If going the ETF route, I would simplify a bit but almost splitting hairs. Your path is overall very solid.


Inside TFSA and/or RRSP - XIU or XIC or VCN - up to 40% Canadian exposure.

Inside TFSA and/or RRSP - VTI and VXUS - up to 25% each if you want to own US-dollar accounts. Otherwise, consider VXC for an "all-in-one" fund outside of Canada = 50%

10% XRE or VRE for Canadian REIT. Own inside TFSA and/or RRSP.

I wouldn't bother with bonds or gold myself.

Max 4 ETFs this way. 

Again, overall, great stuff.


----------



## younginvestor1988 (Oct 4, 2016)

I've been thinking and reading more about ETF's and got to thinking about swap based ETF like the Horizon HXT and HXS.....since I am only investing with a corporate trading account....the dividend tax I would save over decades should be very significant. In essence if I buy and hold, I don't have to pay any taxes on my investments. Any thoughts on these ETFs for essentially a non registered account?


----------



## mordko (Jan 23, 2016)

younginvestor1988 said:


> I've been thinking and reading more about ETF's and got to thinking about swap based ETF like the Horizon HXT and HXS.....since I am only investing with a corporate trading account....the dividend tax I would save over decades should be very significant. In essence if I buy and hold, I don't have to pay any taxes on my investments. Any thoughts on these ETFs for essentially a non registered account?

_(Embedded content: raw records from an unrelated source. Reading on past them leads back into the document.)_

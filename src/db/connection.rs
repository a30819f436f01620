use std::path::Path;

use rusqlite::{Connection, OpenFlags};

use crate::errors::{Result, SalesAgentError};

/// The embedded SQL schema applied when initializing a new database.
const SCHEMA_SQL: &str = include_str!("schema.sql");

/// SQLite database holding products, customers and sales.
pub struct Database {
    conn: Connection,
}

impl Database {
    /// Creates (or reuses) a database at `db_path`, creating parent
    /// directories if needed, and applies the schema.
    pub fn initialize(db_path: &Path) -> Result<Self> {
        if let Some(parent) = db_path.parent() {
            if !parent.as_os_str().is_empty() {
                std::fs::create_dir_all(parent).map_err(|e| SalesAgentError::Database {
                    message: format!("failed to create database directory: {e}"),
                    operation: "initialize".to_string(),
                })?;
            }
        }

        let conn = Connection::open(db_path).map_err(|e| SalesAgentError::Database {
            message: format!("failed to open database: {e}"),
            operation: "initialize".to_string(),
        })?;

        Self::from_connection(conn, "initialize")
    }

    /// Opens an existing database at `db_path`. Fails if the file is missing.
    pub fn open(db_path: &Path) -> Result<Self> {
        let flags = OpenFlags::SQLITE_OPEN_READ_WRITE | OpenFlags::SQLITE_OPEN_NO_MUTEX;
        let conn =
            Connection::open_with_flags(db_path, flags).map_err(|e| SalesAgentError::Database {
                message: format!("failed to open database '{}': {e}", db_path.display()),
                operation: "open".to_string(),
            })?;

        Self::from_connection(conn, "open")
    }

    /// Creates a throwaway in-memory database with the schema applied.
    pub fn in_memory() -> Result<Self> {
        let conn = Connection::open_in_memory()?;
        Self::from_connection(conn, "in_memory")
    }

    fn from_connection(conn: Connection, operation: &str) -> Result<Self> {
        Self::apply_pragmas(&conn)?;
        conn.execute_batch(SCHEMA_SQL)
            .map_err(|e| SalesAgentError::Database {
                message: format!("failed to apply schema: {e}"),
                operation: operation.to_string(),
            })?;
        Ok(Self { conn })
    }

    /// Returns a reference to the underlying SQLite connection.
    pub fn conn(&self) -> &Connection {
        &self.conn
    }

    fn apply_pragmas(conn: &Connection) -> Result<()> {
        conn.execute_batch(
            "PRAGMA foreign_keys = ON;
             PRAGMA busy_timeout = 5000;
             PRAGMA synchronous = NORMAL;",
        )
        .map_err(|e| SalesAgentError::Database {
            message: format!("failed to apply pragmas: {e}"),
            operation: "apply_pragmas".to_string(),
        })
    }
}
use std::collections::HashMap;

use super::tool::Tool;

/// Tools keyed by name, enumerated in registration order.
///
/// Re-registering a name replaces the earlier tool in place, so it keeps its
/// earlier position in `list()`.
#[derive(Default)]
pub struct ToolRegistry {
    tools: Vec<Box<dyn Tool>>,
    index: HashMap<String, usize>,
}

impl ToolRegistry {
    pub fn new() -> Self {
        Self::default()
    }

    pub fn register(&mut self, tool: Box<dyn Tool>) {
        let name = tool.name().to_string();
        match self.index.get(&name) {
            Some(&slot) => self.tools[slot] = tool,
            None => {
                self.index.insert(name, self.tools.len());
                self.tools.push(tool);
            }
        }
    }

    /// Builder-style `register`.
    pub fn with(mut self, tool: impl Tool + 'static) -> Self {
        self.register(Box::new(tool));
        self
    }

    pub fn get(&self, name: &str) -> Option<&dyn Tool> {
        self.index.get(name).map(|&slot| self.tools[slot].as_ref())
    }

    pub fn list(&self) -> impl Iterator<Item = &dyn Tool> {
        self.tools.iter().map(|tool| tool.as_ref())
    }

    pub fn len(&self) -> usize {
        self.tools.len()
    }

    pub fn is_empty(&self) -> bool {
        self.tools.is_empty()
    }
}
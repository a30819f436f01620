use std::rc::Rc;

use serde_json::{json, Map, Value};

use super::args::{limit_arg, require_date, str_arg};
use crate::db::Database;
use crate::errors::ToolError;
use crate::mcp::{Tool, ToolDefinition};

pub const NAME: &str = "list_sales";

/// Order history, newest first, optionally filtered by date.
pub struct ListSalesTool {
    db: Rc<Database>,
}

impl ListSalesTool {
    pub fn new(db: Rc<Database>) -> Self {
        Self { db }
    }
}

/// Reads an optional date bound; empty strings count as absent.
fn date_bound(arguments: &Map<String, Value>, field: &str) -> Result<Option<String>, ToolError> {
    match str_arg(arguments, field).filter(|s| !s.is_empty()) {
        Some(date) => {
            require_date(field, &date)?;
            Ok(Some(date))
        }
        None => Ok(None),
    }
}

impl Tool for ListSalesTool {
    fn name(&self) -> &str {
        NAME
    }

    fn definition(&self) -> ToolDefinition {
        ToolDefinition {
            name: NAME.to_string(),
            description: "Lists recent sales/orders. Optionally filter by date range. Use to show order history.".to_string(),
            input_schema: json!({
                "type": "object",
                "properties": {
                    "limit": {
                        "type": "integer",
                        "description": "Max number of sales to return (default 20)",
                        "default": 20
                    },
                    "start_date": {
                        "type": "string",
                        "format": "date",
                        "description": "Filter from this date (YYYY-MM-DD)"
                    },
                    "end_date": {
                        "type": "string",
                        "format": "date",
                        "description": "Filter to this date (YYYY-MM-DD)"
                    }
                },
                "required": []
            }),
        }
    }

    fn execute(&self, arguments: &Map<String, Value>) -> Result<String, ToolError> {
        let limit = limit_arg(arguments, "limit", 20);
        let start = date_bound(arguments, "start_date")?;
        let end = date_bound(arguments, "end_date")?;

        let sales = self
            .db
            .list_sales(limit, start.as_deref(), end.as_deref())?;
        Ok(json!({
            "status": "success",
            "count": sales.len(),
            "sales": sales,
        })
        .to_string())
    }
}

This is OK if you appreciate the additional risks with a swap ETF. Also, keep in mind that you will have to pay your tax on the dividends eventually, only it will be capital gains. And with a corporate account it will be taxed at the highest rate even if your income goes down in the future. You also pay a bit more in MER. HXS costs 17 basis points vs 3 basis points for a USD non-swap ETF representing S&P 500.


----------



## mgarf (Oct 14, 2016)

younginvestor1988 said:


> I was able to graduate with no debt very luckily because I lived with my parents the entire time and they also paid off my student loans (only child)
> 
> I've done some reading/thinking on the ETF's and have come up with the following allocation
> 90% equity
> ...


A few comments:

1) Your Canadian allocation. XIU has a annual fee of 0.18% AND only holds 62 stocks. You can get better fee and more diversification with VCN (~500 stocks, 0.06% fee)

2) Your American allocation. 

a) Point on hedging. CAD Hedging of US stocks can actually be counter-productive in a canadian portfolio with CA stocks (although doesn't make much of a difference in the long-run). If you think the Canadian dollar rise though, I'd hedge, if not, I wouldn't. If your not sure, get 50% hedged, 50% not hedged (that's what I do).

b) Your pick of XIU. Again... not as well diversified as other options out there. XUU has ~3000 stocks and is even a bit cheaper on the annual fee! I'd choose XUU (not hedged) or XUH (hedged).

3) International allocation. XIN has high annual fee of 0.5% and only ~1000 stocks. VXC has ~8000 stocks and only costs you 0.27% per year. NOTE: VXC is 50% US, so take this into account.

4) Having REITS and gold. I personally don't think these add either added return or diversification. But it's up to you. If you do want them... shop around and find the lowest fees!

If you'd like a full comparison of US, international and canadian stock ETFs and mutual funds available for Canadians I've made a comparison table on my blog. You can access it here: lrdatabase.com/investlogic/guide.html (click on the "What to Buy" section)

Happy savings!


----------



## mordko (Jan 23, 2016)

@mgarg - wow, that's impressive 

Just one comment - you have to take taxation into account. It impacts your selection of funds. For example, for someone with enough $s it would make more sense to buy a US-traded ETF for the American market (e.g. VTI) rather than XUU. Not only is it cheaper, but you also save the withholding tax.


----------



## mgarf (Oct 14, 2016)

mordko said:


> @mgarg - wow, that's impressive
> 
> Just one comment - you have to take taxation into account. It impacts your selection of funds. For example, for someone with enough $s it would make more sense to buy a US-traded ETF for the American market (e.g. VTI) rather than XUU. Not only is it cheaper, but you also save the withholding tax.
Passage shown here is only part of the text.